Mr. Martin said he's looked for winter work before, including applying for restaurant jobs, but there simply isn't enough work to go around in the off-season. "It's nonsense," he said of the new changes. "I don't know how we're supposed to find a job around here when it's only fisheries and tourism."

So far, he doesn't know which one of the new three categories he would fit into, Mr. Martin said, so it's difficult for him to understand what situation he'll be in at the end of the summer when his work at the camp ends for the season.

The government is going too far, he said, and could face intense backlash from the Atlantic provinces because of how much seasonal work there is. "It's frustrating, it makes people mad and after a certain point, they're going to react."

– Carys Mills, Ottawa

For 41 years, Allan Moulton worked at the Ocean Choice International fish plant in Marystown, Nfld. It was full-time work, until the plant shut its doors last December, putting 250 workers – close to half older than 60 – out of work.

The company had been losing money, according to a recent audit. But Mr. Moulton, 57, who was the Fish, Food and Allied Workers plant president, says the company wanted employees to work for 18 weeks and then go on EI – but the workers refused and the plant was closed.

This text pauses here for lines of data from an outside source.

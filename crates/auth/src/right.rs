use serde::{Deserialize, Serialize};

use refdata_core::{Entity, RightId};

/// Category of a right.
///
/// The category decides which kind of role assignment may grant it: general
/// administration and report rights are held globally, supervision rights per
/// program and facility, fulfillment rights per warehouse.
#[derive(Debug, Copy, Clone, PartialEq, Eq, Hash, Serialize, Deserialize)]
#[serde(rename_all = "SCREAMING_SNAKE_CASE")]
pub enum RightType {
    GeneralAdmin,
    Supervision,
    OrderFulfillment,
    Reports,
}

impl RightType {
    pub fn as_str(&self) -> &'static str {
        match self {
            RightType::GeneralAdmin => "general admin",
            RightType::Supervision => "supervision",
            RightType::OrderFulfillment => "order fulfillment",
            RightType::Reports => "reports",
        }
    }
}

impl core::fmt::Display for RightType {
    fn fmt(&self, f: &mut core::fmt::Formatter<'_>) -> core::fmt::Result {
        f.write_str(self.as_str())
    }
}

/// An atomic permission (e.g. "REQUISITION_APPROVE").
///
/// Rights are immutable reference data; equality is by identity.
#[derive(Debug, Clone, Serialize, Deserialize)]
pub struct Right {
    pub id: RightId,
    pub name: String,
    pub right_type: RightType,
    #[serde(default, skip_serializing_if = "Option::is_none")]
    pub description: Option<String>,
}

impl Right {
    pub fn new(name: impl Into<String>, right_type: RightType) -> Self {
        Self::with_id(RightId::new(), name, right_type)
    }

    pub fn with_id(id: RightId, name: impl Into<String>, right_type: RightType) -> Self {
        Self {
            id,
            name: name.into(),
            right_type,
            description: None,
        }
    }
}

impl PartialEq for Right {
    fn eq(&self, other: &Self) -> bool {
        self.id == other.id
    }
}

impl Eq for Right {}

impl core::hash::Hash for Right {
    fn hash<H: core::hash::Hasher>(&self, state: &mut H) {
        self.id.hash(state);
    }
}

impl Entity for Right {
    type Id = RightId;

    fn id(&self) -> &Self::Id {
        &self.id
    }
}

impl core::fmt::Display for Right {
    fn fmt(&self, f: &mut core::fmt::Formatter<'_>) -> core::fmt::Result {
        f.write_str(&self.name)
    }
}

He said plant owners wanted to ship most of the fish out of the province to be processed more cheaply elsewhere. "We took a stand to try to keep more fish here to try to work longer and not have to rely on EI," Mr. Moulton said. "And for taking that stand workers lost their jobs altogether. So that's the kind of stuff the federal government needs to be looking at, the kind of stuff that is really going on."

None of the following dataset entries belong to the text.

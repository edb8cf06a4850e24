//! User aggregate: the owner of a role-assignment set (event-sourced).
//!
//! Assignments are edited with whole-set replacement. The caller supplies the
//! desired set; the aggregate validates it in one pass and never diffs it
//! against history.

use std::collections::BTreeSet;

use chrono::{DateTime, Utc};
use serde::{Deserialize, Serialize};

use refdata_core::{
    Aggregate, AggregateRoot, DomainError, ExpectedVersion, FacilityId, ProgramId, RightId, UserId,
};
use refdata_events::{Event, EventEnvelope};

use crate::assignment::ensure_valid;
use crate::{RightsError, RightsResult, RoleAssignment};

pub const USER_AGGREGATE_TYPE: &str = "auth.user";

// ─────────────────────────────────────────────────────────────────────────────
// User Aggregate
// ─────────────────────────────────────────────────────────────────────────────

/// User aggregate.
///
/// # Invariants
/// - No two role assignments share the same (kind, role, scope) key.
/// - Inactive users cannot be granted assignments (clearing them is allowed).
#[derive(Debug, Clone, PartialEq, Eq)]
pub struct User {
    pub id: UserId,
    pub username: String,
    pub home_facility: Option<FacilityId>,
    pub active: bool,
    role_assignments: Vec<RoleAssignment>,
    pub version: u64,
    pub created: bool,
}

impl User {
    /// Create an empty, not-yet-created aggregate instance for rehydration.
    pub fn empty(id: UserId) -> Self {
        Self {
            id,
            username: String::new(),
            home_facility: None,
            active: true,
            role_assignments: Vec::new(),
            version: 0,
            created: false,
        }
    }

    /// An existing user loaded from a snapshot.
    pub fn new(id: UserId, username: impl Into<String>) -> Self {
        Self {
            username: username.into(),
            created: true,
            ..Self::empty(id)
        }
    }

    pub fn with_home_facility(mut self, facility: FacilityId) -> Self {
        self.home_facility = Some(facility);
        self
    }

    pub fn with_role_assignments(mut self, assignments: Vec<RoleAssignment>) -> RightsResult<Self> {
        ensure_valid(&assignments)?;
        self.role_assignments = assignments;
        Ok(self)
    }

    pub fn role_assignments(&self) -> &[RoleAssignment] {
        &self.role_assignments
    }

    /// Warehouses where the user holds `right` through a fulfillment assignment.
    pub fn fulfillment_facilities(&self, right: RightId) -> BTreeSet<FacilityId> {
        self.role_assignments
            .iter()
            .filter_map(|assignment| match assignment {
                RoleAssignment::Fulfillment(a) if assignment.carries(right) => Some(a.warehouse()),
                _ => None,
            })
            .collect()
    }

    /// Programs the user supervises through a supervisory node.
    ///
    /// Home-facility supervision is left out: it covers the user's own
    /// facility, not a delegated part of the hierarchy.
    pub fn supervised_programs(&self) -> BTreeSet<ProgramId> {
        self.role_assignments
            .iter()
            .filter_map(|assignment| match assignment {
                RoleAssignment::Supervision(a) if !a.is_home_facility_supervision() => {
                    Some(a.program())
                }
                _ => None,
            })
            .collect()
    }

    fn ensure_user_id(&self, user_id: UserId) -> Result<(), DomainError> {
        if self.id != user_id {
            return Err(DomainError::invariant("user_id mismatch"));
        }
        Ok(())
    }

    fn ensure_exists(&self, user_id: UserId) -> Result<(), DomainError> {
        if !self.created {
            return Err(DomainError::not_found(format!("user {user_id}")));
        }
        self.ensure_user_id(user_id)
    }
}

impl AggregateRoot for User {
    type Id = UserId;

    fn id(&self) -> &Self::Id {
        &self.id
    }

    fn version(&self) -> u64 {
        self.version
    }
}

// ─────────────────────────────────────────────────────────────────────────────
// Commands
// ─────────────────────────────────────────────────────────────────────────────

#[derive(Debug, Clone, Serialize, Deserialize)]
pub struct CreateUser {
    pub user_id: UserId,
    pub username: String,
    pub home_facility: Option<FacilityId>,
    pub role_assignments: Vec<RoleAssignment>,
    pub occurred_at: DateTime<Utc>,
}

/// Replace the user's whole assignment set with `role_assignments`.
#[derive(Debug, Clone, Serialize, Deserialize)]
pub struct ReplaceRoleAssignments {
    pub user_id: UserId,
    pub role_assignments: Vec<RoleAssignment>,
    #[serde(default)]
    pub expected_version: ExpectedVersion,
    pub occurred_at: DateTime<Utc>,
}

#[derive(Debug, Clone, Serialize, Deserialize)]
pub struct ChangeHomeFacility {
    pub user_id: UserId,
    pub home_facility: Option<FacilityId>,
    pub occurred_at: DateTime<Utc>,
}

#[derive(Debug, Clone, Serialize, Deserialize)]
pub struct DeactivateUser {
    pub user_id: UserId,
    pub occurred_at: DateTime<Utc>,
}

#[derive(Debug, Clone, Serialize, Deserialize)]
pub struct ActivateUser {
    pub user_id: UserId,
    pub occurred_at: DateTime<Utc>,
}

#[derive(Debug, Clone, Serialize, Deserialize)]
pub enum UserCommand {
    Create(CreateUser),
    ReplaceRoleAssignments(ReplaceRoleAssignments),
    ChangeHomeFacility(ChangeHomeFacility),
    Deactivate(DeactivateUser),
    Activate(ActivateUser),
}

impl UserCommand {
    pub fn user_id(&self) -> UserId {
        match self {
            UserCommand::Create(c) => c.user_id,
            UserCommand::ReplaceRoleAssignments(c) => c.user_id,
            UserCommand::ChangeHomeFacility(c) => c.user_id,
            UserCommand::Deactivate(c) => c.user_id,
            UserCommand::Activate(c) => c.user_id,
        }
    }
}

// ─────────────────────────────────────────────────────────────────────────────
// Events
// ─────────────────────────────────────────────────────────────────────────────

#[derive(Debug, Clone, PartialEq, Eq, Serialize, Deserialize)]
pub struct UserCreated {
    pub user_id: UserId,
    pub username: String,
    pub home_facility: Option<FacilityId>,
    pub role_assignments: Vec<RoleAssignment>,
    pub occurred_at: DateTime<Utc>,
}

#[derive(Debug, Clone, PartialEq, Eq, Serialize, Deserialize)]
pub struct RoleAssignmentsReplaced {
    pub user_id: UserId,
    pub role_assignments: Vec<RoleAssignment>,
    pub occurred_at: DateTime<Utc>,
}

#[derive(Debug, Clone, PartialEq, Eq, Serialize, Deserialize)]
pub struct HomeFacilityChanged {
    pub user_id: UserId,
    pub home_facility: Option<FacilityId>,
    pub occurred_at: DateTime<Utc>,
}

#[derive(Debug, Clone, PartialEq, Eq, Serialize, Deserialize)]
pub struct UserDeactivated {
    pub user_id: UserId,
    pub occurred_at: DateTime<Utc>,
}

#[derive(Debug, Clone, PartialEq, Eq, Serialize, Deserialize)]
pub struct UserActivated {
    pub user_id: UserId,
    pub occurred_at: DateTime<Utc>,
}

#[derive(Debug, Clone, PartialEq, Eq, Serialize, Deserialize)]
pub enum UserEvent {
    Created(UserCreated),
    RoleAssignmentsReplaced(RoleAssignmentsReplaced),
    HomeFacilityChanged(HomeFacilityChanged),
    Deactivated(UserDeactivated),
    Activated(UserActivated),
}

impl Event for UserEvent {
    fn event_type(&self) -> &'static str {
        match self {
            UserEvent::Created(_) => "auth.user.created",
            UserEvent::RoleAssignmentsReplaced(_) => "auth.user.role_assignments_replaced",
            UserEvent::HomeFacilityChanged(_) => "auth.user.home_facility_changed",
            UserEvent::Deactivated(_) => "auth.user.deactivated",
            UserEvent::Activated(_) => "auth.user.activated",
        }
    }

    fn version(&self) -> u32 {
        1
    }

    fn occurred_at(&self) -> DateTime<Utc> {
        match self {
            UserEvent::Created(e) => e.occurred_at,
            UserEvent::RoleAssignmentsReplaced(e) => e.occurred_at,
            UserEvent::HomeFacilityChanged(e) => e.occurred_at,
            UserEvent::Deactivated(e) => e.occurred_at,
            UserEvent::Activated(e) => e.occurred_at,
        }
    }
}

/// Wrap events decided against a user at `base_version` for appending.
pub fn seal_events(
    user_id: UserId,
    base_version: u64,
    events: Vec<UserEvent>,
) -> Vec<EventEnvelope<UserEvent>> {
    EventEnvelope::seal_all(user_id.into(), USER_AGGREGATE_TYPE, base_version, events)
}

// ─────────────────────────────────────────────────────────────────────────────
// Aggregate Implementation
// ─────────────────────────────────────────────────────────────────────────────

impl Aggregate for User {
    type Command = UserCommand;
    type Event = UserEvent;
    type Error = RightsError;

    fn apply(&mut self, event: &Self::Event) {
        match event {
            UserEvent::Created(e) => {
                self.id = e.user_id;
                self.username = e.username.clone();
                self.home_facility = e.home_facility;
                self.role_assignments = e.role_assignments.clone();
                self.active = true;
                self.created = true;
            }
            UserEvent::RoleAssignmentsReplaced(e) => {
                self.role_assignments = e.role_assignments.clone();
            }
            UserEvent::HomeFacilityChanged(e) => self.home_facility = e.home_facility,
            UserEvent::Deactivated(_) => self.active = false,
            UserEvent::Activated(_) => self.active = true,
        }
        self.version += 1;
    }

    fn handle(&self, command: &Self::Command) -> Result<Vec<Self::Event>, Self::Error> {
        match command {
            UserCommand::Create(cmd) => self.handle_create(cmd),
            UserCommand::ReplaceRoleAssignments(cmd) => self.handle_replace(cmd),
            UserCommand::ChangeHomeFacility(cmd) => self.handle_change_home_facility(cmd),
            UserCommand::Deactivate(cmd) => self.handle_deactivate(cmd),
            UserCommand::Activate(cmd) => self.handle_activate(cmd),
        }
    }
}

impl User {
    fn handle_create(&self, cmd: &CreateUser) -> RightsResult<Vec<UserEvent>> {
        if self.created {
            return Err(DomainError::conflict("user already exists").into());
        }
        self.ensure_user_id(cmd.user_id)?;

        let username = cmd.username.trim();
        if username.is_empty() {
            return Err(DomainError::validation("username cannot be empty").into());
        }
        ensure_valid(&cmd.role_assignments)?;

        Ok(vec![UserEvent::Created(UserCreated {
            user_id: cmd.user_id,
            username: username.to_string(),
            home_facility: cmd.home_facility,
            role_assignments: cmd.role_assignments.clone(),
            occurred_at: cmd.occurred_at,
        })])
    }

    fn handle_replace(&self, cmd: &ReplaceRoleAssignments) -> RightsResult<Vec<UserEvent>> {
        self.ensure_exists(cmd.user_id)?;
        cmd.expected_version.check(self.version)?;

        if !self.active && !cmd.role_assignments.is_empty() {
            return Err(DomainError::invariant("user is inactive").into());
        }
        ensure_valid(&cmd.role_assignments)?;

        tracing::debug!(
            user_id = %cmd.user_id,
            assignments = cmd.role_assignments.len(),
            "replacing role assignments"
        );

        Ok(vec![UserEvent::RoleAssignmentsReplaced(RoleAssignmentsReplaced {
            user_id: cmd.user_id,
            role_assignments: cmd.role_assignments.clone(),
            occurred_at: cmd.occurred_at,
        })])
    }

    fn handle_change_home_facility(&self, cmd: &ChangeHomeFacility) -> RightsResult<Vec<UserEvent>> {
        self.ensure_exists(cmd.user_id)?;

        if self.home_facility == cmd.home_facility {
            return Ok(Vec::new());
        }

        Ok(vec![UserEvent::HomeFacilityChanged(HomeFacilityChanged {
            user_id: cmd.user_id,
            home_facility: cmd.home_facility,
            occurred_at: cmd.occurred_at,
        })])
    }

    fn handle_deactivate(&self, cmd: &DeactivateUser) -> RightsResult<Vec<UserEvent>> {
        self.ensure_exists(cmd.user_id)?;

        if !self.active {
            return Err(DomainError::invariant("user already inactive").into());
        }

        Ok(vec![UserEvent::Deactivated(UserDeactivated {
            user_id: cmd.user_id,
            occurred_at: cmd.occurred_at,
        })])
    }

    fn handle_activate(&self, cmd: &ActivateUser) -> RightsResult<Vec<UserEvent>> {
        self.ensure_exists(cmd.user_id)?;

        if self.active {
            return Err(DomainError::invariant("user already active").into());
        }

        Ok(vec![UserEvent::Activated(UserActivated {
            user_id: cmd.user_id,
            occurred_at: cmd.occurred_at,
        })])
    }
}

// ─────────────────────────────────────────────────────────────────────────────
// Tests
// ─────────────────────────────────────────────────────────────────────────────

About the government's changes, Mr. Moulton says that no one wants to collect EI and end up with 55 per cent of their earnings. And those benefits would decrease even more under the new system. "You are really banging seasonal workers and their families where there's no justification for doing it," he said. "They simply don't understand that there's not a whole lot of work in these communities and some of these place are much longer than an hour's drive to get to."

He had to collect EI for 10 or 12 weeks last year when plant reduced its hours. He's been able to find 16 weeks of work with the union for now but doesn't know what the future holds.

"I don't know what will be available after that but I'll have to take that now and hope for the best going forward," he says, adding that seasonal industries "still make a tremendous contribution to the economy of the country."